12. Local6.com - Two women in Seminole County, Fla., are accused of performing sex acts in front of children at a community pool bathroom while a third woman photographed them, according to a police report. Seminole County sheriff's deputies arrested Emily Hernandez and Johannie Jimenez over the weekend at the Casselberry public bathroom. A woman told police that she was walking into the bathroom with her children, and noticed Hernandez and Jimenez naked and apparently performing oral sex. She said another woman was photographing the acts. The pregnant mother said she tried to leave the area with her children but the women would not let her leave. She said she was threatened not to call the police.
Leave it to the pregnant mother to rain on everybody’s parade. It’s a sad day in America when a couple lesbians can’t dyke out at a kid’s public pool anymore. Honestly, what’s this world coming to?
Seriously though, you’re totally asking for trouble when you go to a public pool. I actually drove by the North End pool today on my paper route and I felt bad for everybody there. Yeah, I know it was 93 degrees out , but I’d have literally have to be on fire to go in a public pool. And even then I may still not go in. I’m just not a fan of swimming in little kid piss and god knows what else.
13. TMZ.com - Rapper Foxy Brown was attacked by three female friends of her ex-boyfriend yesterday morning. Brown allegedly dumped Roshawn Anthony after finding out that he was a pimp. The angry ex then called the three attackers to beat up Brown. According to a police source in theDaily News, "they beat her bad. They ripped out her hair weave. Her hair was a mess -- and that seems to be what she cared about most."
I don’t know how to compete against this story. I mean how can I write something funnier than the actual story itself? I guess sometimes as a blogger you just need to tip your cap and move on. A story about Foxy Brown’s ex pimp boyfriend sending in 3 ho’s to fuck up her hair weave is like a 99mph fastball on the black. Totally unhittable.

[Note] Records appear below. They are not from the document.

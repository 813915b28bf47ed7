use anyhow::{Context, Result};
use std::fs;
use std::io::{BufRead, BufReader, BufWriter, Write};
use std::path::{Path, PathBuf};

/// Default number of entries kept in memory and on disk.
pub const DEFAULT_MAX_ENTRIES: usize = 1000;

/// File name used under `$HOME` when no history path is configured.
pub const DEFAULT_FILE_NAME: &str = ".shell_pipeline_history";

/// Ordered list of previously entered lines, optionally backed by a file.
///
/// The file holds one entry per line and is rewritten in full on every change.
#[derive(Debug, Clone)]
pub struct History {
    entries: Vec<String>,
    max_entries: usize,
    path: Option<PathBuf>,
    clears: u64,
}

impl History {
    /// History that lives only for the duration of the process.
    pub fn in_memory() -> Self {
        Self {
            entries: Vec::new(),
            max_entries: DEFAULT_MAX_ENTRIES,
            path: None,
            clears: 0,
        }
    }

    /// Open the history file at `path`, creating it when missing, and load its entries.
    pub fn open(path: impl Into<PathBuf>, max_entries: usize) -> Result<Self> {
        let path = path.into();
        if !path.exists() {
            if let Some(parent) = path.parent().filter(|p| !p.as_os_str().is_empty()) {
                fs::create_dir_all(parent)
                    .with_context(|| format!("history: can't create {}", parent.display()))?;
            }
            fs::File::create(&path)
                .with_context(|| format!("history: can't create {}", path.display()))?;
        }

        let mut history = Self {
            entries: Vec::new(),
            max_entries: max_entries.max(1),
            path: Some(path),
            clears: 0,
        };
        history.load()?;
        Ok(history)
    }

    pub fn entries(&self) -> &[String] {
        &self.entries
    }

    pub fn path(&self) -> Option<&Path> {
        self.path.as_deref()
    }

    /// Append a line, dropping the oldest entries beyond the size limit, and persist.
    pub fn add(&mut self, line: &str) -> Result<()> {
        if line.trim().is_empty() {
            return Ok(());
        }
        self.entries.push(line.to_string());
        self.truncate();
        self.save()
    }

    /// Forget every entry and persist the empty history.
    pub fn clear(&mut self) -> Result<()> {
        self.entries.clear();
        self.clears += 1;
        self.save()
    }

    /// How many times the history was cleared; line editors compare it to
    /// know when their own recall buffer has to be dropped too.
    pub fn clear_count(&self) -> u64 {
        self.clears
    }

    /// Write all entries to the backing file, if there is one.
    pub fn save(&self) -> Result<()> {
        let Some(path) = &self.path else {
            return Ok(());
        };
        let file = fs::File::create(path)
            .with_context(|| format!("history: can't write {}", path.display()))?;
        let mut writer = BufWriter::new(file);
        for entry in &self.entries {
            writeln!(writer, "{}", entry)?;
        }
        writer.flush()?;
        Ok(())
    }

    fn load(&mut self) -> Result<()> {
        let Some(path) = self.path.clone() else {
            return Ok(());
        };
        let file = fs::File::open(&path)
            .with_context(|| format!("history: can't read {}", path.display()))?;
        for line in BufReader::new(file).lines() {
            let line = line?;
            if !line.trim().is_empty() {
                self.entries.push(line);
            }
        }
        self.truncate();
        log::debug!(
            "loaded {} history entries from {}",
            self.entries.len(),
            path.display()
        );
        Ok(())
    }

    fn truncate(&mut self) {
        if self.entries.len() > self.max_entries {
            let excess = self.entries.len() - self.max_entries;
            self.entries.drain(..excess);
        }
    }
}

impl Default for History {
    fn default() -> Self {
        Self::in_memory()
    }
}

14. ESPN.com - The Hagers are trying to figure out how life went off track for their teenage daughter, Windy. They envisioned that life for the good student and promising athlete would be filled with dreams of the prom and college, but that all changed this week when Windy, 16, married her high school track coach. "Signing those consent forms was the hardest thing I did in my whole life, but we had to move on, it was going to kill us all," Dennis (her father) said.

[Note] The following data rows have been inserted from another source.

//! Line editor helper: tab completion, history hints and hint highlighting.

use crate::theme::Theme;
use rustyline::completion::{Completer, Pair};
use rustyline::highlight::Highlighter;
use rustyline::hint::{Hinter, HistoryHinter};
use rustyline::validate::Validator;
use rustyline::{Context, Helper};
use std::borrow::Cow;
use std::fs;
use std::path::Path;

/// Commands whose arguments are completed as file system paths.
const PATH_COMMANDS: &[&str] = &["cd", "ls", "ll"];

pub(crate) struct ShellHelper {
    builtins: Vec<String>,
    hinter: HistoryHinter,
    theme: Theme,
}

impl ShellHelper {
    pub(crate) fn new(builtins: impl IntoIterator<Item = String>, theme: Theme) -> Self {
        Self {
            builtins: builtins.into_iter().collect(),
            hinter: HistoryHinter::new(),
            theme,
        }
    }

    fn complete_command(&self, prefix: &str) -> Vec<Pair> {
        self.builtins
            .iter()
            .filter(|name| name.starts_with(prefix))
            .map(|name| Pair {
                display: name.clone(),
                replacement: format!("{} ", name),
            })
            .collect()
    }
}

/// Start offset of the word that ends at `pos`.
fn word_start(line: &str, pos: usize) -> usize {
    line[..pos]
        .char_indices()
        .rev()
        .find(|(_, c)| c.is_whitespace())
        .map(|(i, c)| i + c.len_utf8())
        .unwrap_or(0)
}

/// Complete `word` against the entries of the directory it points into.
///
/// Directories are suggested with a trailing `/` so completion can continue
/// into them. Hidden entries only show up once the word starts with a dot.
fn complete_path(word: &str) -> Vec<Pair> {
    let (dir, prefix) = match word.rfind('/') {
        Some(i) => (&word[..=i], &word[i + 1..]),
        None => ("", word),
    };
    let search_dir = if dir.is_empty() { Path::new(".") } else { Path::new(dir) };

    let Ok(read_dir) = fs::read_dir(search_dir) else {
        return Vec::new();
    };

    let mut pairs: Vec<Pair> = read_dir
        .filter_map(|entry| entry.ok())
        .filter_map(|entry| {
            let name = entry.file_name().to_string_lossy().to_string();
            if !name.starts_with(prefix) || (name.starts_with('.') && !prefix.starts_with('.')) {
                return None;
            }
            let is_dir = entry.path().is_dir();
            let display = if is_dir { format!("{}/", name) } else { name };
            Some(Pair {
                replacement: format!("{}{}", dir, display),
                display,
            })
        })
        .collect();
    pairs.sort_by(|a, b| a.display.cmp(&b.display));
    pairs
}

impl Completer for ShellHelper {
    type Candidate = Pair;

    fn complete(
        &self,
        line: &str,
        pos: usize,
        _ctx: &Context<'_>,
    ) -> rustyline::Result<(usize, Vec<Pair>)> {
        let start = word_start(line, pos);
        let word = &line[start..pos];

        // Completion restarts after every pipe.
        let segment_start = line[..start]
            .char_indices()
            .rev()
            .find(|(_, c)| *c == '|')
            .map(|(i, c)| i + c.len_utf8())
            .unwrap_or(0);
        let before = line[segment_start..start].trim();

        if before.is_empty() {
            return Ok((start, self.complete_command(word)));
        }

        let command = before.split_whitespace().next().unwrap_or_default();
        if PATH_COMMANDS.contains(&command) {
            return Ok((start, complete_path(word)));
        }
        Ok((pos, Vec::new()))
    }
}

impl Hinter for ShellHelper {
    type Hint = String;

    fn hint(&self, line: &str, pos: usize, ctx: &Context<'_>) -> Option<String> {
        self.hinter.hint(line, pos, ctx)
    }
}

impl Highlighter for ShellHelper {
    fn highlight_hint<'h>(&self, hint: &'h str) -> Cow<'h, str> {
        if self.theme.is_enabled() {
            Cow::Owned(self.theme.dim(hint))
        } else {
            Cow::Borrowed(hint)
        }
    }
}

impl Validator for ShellHelper {}

impl Helper for ShellHelper {}

#[cfg(test)]
mod tests {
    use super::*;

    fn helper() -> ShellHelper {
        ShellHelper::new(
            ["cd", "exit", "help", "history", "ls", "ll"].map(String::from),
            Theme::plain(),
        )
    }

    fn displays(pairs: &[Pair]) -> Vec<&str> {
        pairs.iter().map(|p| p.display.as_str()).collect()
    }

    #[test]
    fn test_word_start() {
        assert_eq!(word_start("ls sr", 5), 3);
        assert_eq!(word_start("hel", 3), 0);
        assert_eq!(word_start("cd ", 3), 3);
    }

    #[test]
    fn test_word_start_after_wide_whitespace() {
        let line = "ls\u{3000}x";
        let start = word_start(line, line.len());
        assert_eq!(start, 5);
        assert_eq!(&line[start..], "x");

        let line = "cd\u{a0}src";
        assert_eq!(&line[word_start(line, line.len())..], "src");
    }

    #[test]
    fn test_completes_builtin_names() {
        let pairs = helper().complete_command("h");
        assert_eq!(displays(&pairs), vec!["help", "history"]);
        assert_eq!(pairs[0].replacement, "help ");
    }

    #[test]
    fn test_completes_paths_inside_directory() {
        let dir = tempfile::tempdir().unwrap();
        fs::create_dir(dir.path().join("src")).unwrap();
        fs::write(dir.path().join("setup.txt"), "").unwrap();
        fs::write(dir.path().join(".secret"), "").unwrap();
        fs::write(dir.path().join("other"), "").unwrap();

        let base = format!("{}/", dir.path().display());
        let pairs = complete_path(&format!("{}s", base));
        assert_eq!(displays(&pairs), vec!["setup.txt", "src/"]);
        assert_eq!(pairs[1].replacement, format!("{}src/", base));

        let hidden = complete_path(&format!("{}.", base));
        assert_eq!(displays(&hidden), vec![".secret"]);
    }

    #[test]
    fn test_missing_directory_completes_nothing() {
        assert!(complete_path("/definitely/not/here/x").is_empty());
    }

    #[test]
    fn test_hints_are_left_plain_without_color() {
        assert_eq!(helper().highlight_hint("abc"), "abc");
    }
}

I'm a little late on this story, but can I take a stab at when things went off track for the Hagers? It was the second they named their kid “Windy”. After all, it’s a well known fact that if you give your kid a hippy name, hippy life rules apply. And according to my hippy handbook, age and shit like that doesn’t matter. It’s all about free love baby. So really the Hagers have nobody to blame but themselves. And what’s the deal with signing the consent forms for her to get married? Listen, I don’t want to hear your sob story when you’re happily putting your daughter on waivers. If this was my kid she’d be locked in a closet until she was 50 years old. There is no way I’d let my daughter marry the high school cross country coach. The high school football coach, maybe, but certainly not the cross country coach.